**Task instructions**.
Provide an exact copy of the lines from the beginning of the records through the line that includes "use std::fmt;", and of no others.

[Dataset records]
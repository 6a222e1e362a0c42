use super::partition::IndexPartition;
use super::transform::InputTransform;
use super::Evaluate;
use crate::config::{ConfigSection, PlatformConfig};
use crate::error::{BspyError, Result};
use crate::models::{NetworkCheckpoint, SurrogateModel};
use crate::types::{GenePool, PopulationOutput, TargetWaveform, Waveform};
use ndarray::{Array1, Array2, ArrayView1};
use rayon::prelude::*;
use std::fmt;
use std::sync::Arc;

/// Platform which simulates a single boron-doped silicon chip with a trained
/// neural-network surrogate.
pub struct SimulationNn {
    model: Arc<dyn SurrogateModel>,
    partition: IndexPartition,
    transform: InputTransform,
}

impl SimulationNn {
    /// Load the checkpoint at `torch_model_path` and build the platform around it.
    pub fn new(config: &PlatformConfig) -> Result<Self> {
        config.validate()?;
        let path = config.torch_model_path.as_ref().ok_or_else(|| {
            BspyError::Configuration(
                "torch_model_path is required for single_chip_simulation_nn".to_string(),
            )
        })?;
        let model = NetworkCheckpoint::load(path)?;
        Self::with_model(config, Arc::new(model))
    }

    /// Build the platform around an already loaded surrogate.
    pub fn with_model(config: &PlatformConfig, model: Arc<dyn SurrogateModel>) -> Result<Self> {
        config.validate()?;
        let transform = InputTransform::from_config(config);
        let partition = IndexPartition::new(
            model.input_dim(),
            &config.input_indices,
            &config.control_indices,
            transform.gene_indices(),
        )?;

        log::info!(
            "Initializing NN platform with {} control genes",
            partition.control_columns().len()
        );

        Ok(Self {
            model,
            partition,
            transform,
        })
    }

    pub fn partition(&self) -> &IndexPartition {
        &self.partition
    }

    pub fn amplification(&self) -> f64 {
        self.model.info().amplification
    }

    /// Model input (time-steps × input_dim) for one genome.
    pub fn assemble_inputs(
        &self,
        inputs_wfm: &Waveform,
        genome: ArrayView1<f64>,
        time_steps: usize,
    ) -> Result<Array2<f64>> {
        let controls = self.partition.broadcast_controls(genome, time_steps);
        let data = self.transform.apply(inputs_wfm, genome)?;
        self.partition.assemble(data.t(), controls.view())
    }

    fn evaluate_genome(
        &self,
        inputs_wfm: &Waveform,
        genome: ArrayView1<f64>,
        time_steps: usize,
    ) -> Result<Array1<f64>> {
        let x = self.assemble_inputs(inputs_wfm, genome, time_steps)?;
        let output = self.model.inference_in_nanoamperes(&x)?;
        if output.nrows() != time_steps || output.ncols() == 0 {
            return Err(BspyError::shape(
                "surrogate output",
                format!("({}, >=1)", time_steps),
                format!("{:?}", output.dim()),
            ));
        }
        Ok(output.column(0).to_owned())
    }

    fn check_shapes(&self, inputs_wfm: &Waveform, gene_pool: &GenePool, time_steps: usize) -> Result<()> {
        let nr_inputs = self.partition.input_indices().len();
        if inputs_wfm.dim() != (nr_inputs, time_steps) {
            return Err(BspyError::shape(
                "input waveform",
                format!("({}, {})", nr_inputs, time_steps),
                format!("{:?}", inputs_wfm.dim()),
            ));
        }
        if gene_pool.ncols() != self.partition.gene_count() {
            return Err(BspyError::shape(
                "gene pool",
                format!("{} genes per genome", self.partition.gene_count()),
                format!("{} genes per genome", gene_pool.ncols()),
            ));
        }
        Ok(())
    }
}

impl Evaluate for SimulationNn {
    fn evaluate(
        &self,
        inputs_wfm: &Waveform,
        gene_pool: &GenePool,
        target_wfm: &TargetWaveform,
    ) -> Result<PopulationOutput> {
        let time_steps = target_wfm.len();
        self.check_shapes(inputs_wfm, gene_pool, time_steps)?;

        let rows = (0..gene_pool.nrows())
            .into_par_iter()
            .map(|j| self.evaluate_genome(inputs_wfm, gene_pool.row(j), time_steps))
            .collect::<Result<Vec<_>>>()?;

        let mut output_popul = Array2::zeros((gene_pool.nrows(), time_steps));
        for (mut out, row) in output_popul.rows_mut().into_iter().zip(&rows) {
            out.assign(row);
        }
        Ok(output_popul)
    }
}

impl fmt::Debug for SimulationNn {
    fn fmt(&self, f: &mut fmt::Formatter<'_>) -> fmt::Result {
        f.debug_struct("SimulationNn")
            .field("partition", &self.partition)
            .field("transform", &self.transform)
            .field("amplification", &self.amplification())
            .finish()
    }
}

**Reply to the task**.
repository 6a222e1e362a0c42
use super::partition::IndexPartition;
use super::transform::InputTransform;
use super::Evaluate;
use crate::config::{ConfigSection, PlatformConfig};
use crate::error::{BspyError, Result};
use crate::models::{NetworkCheckpoint, SurrogateModel};
use crate::types::{GenePool, PopulationOutput, TargetWaveform, Waveform};
use ndarray::{Array1, Array2, ArrayView1};
use rayon::prelude::*;
use std::fmt;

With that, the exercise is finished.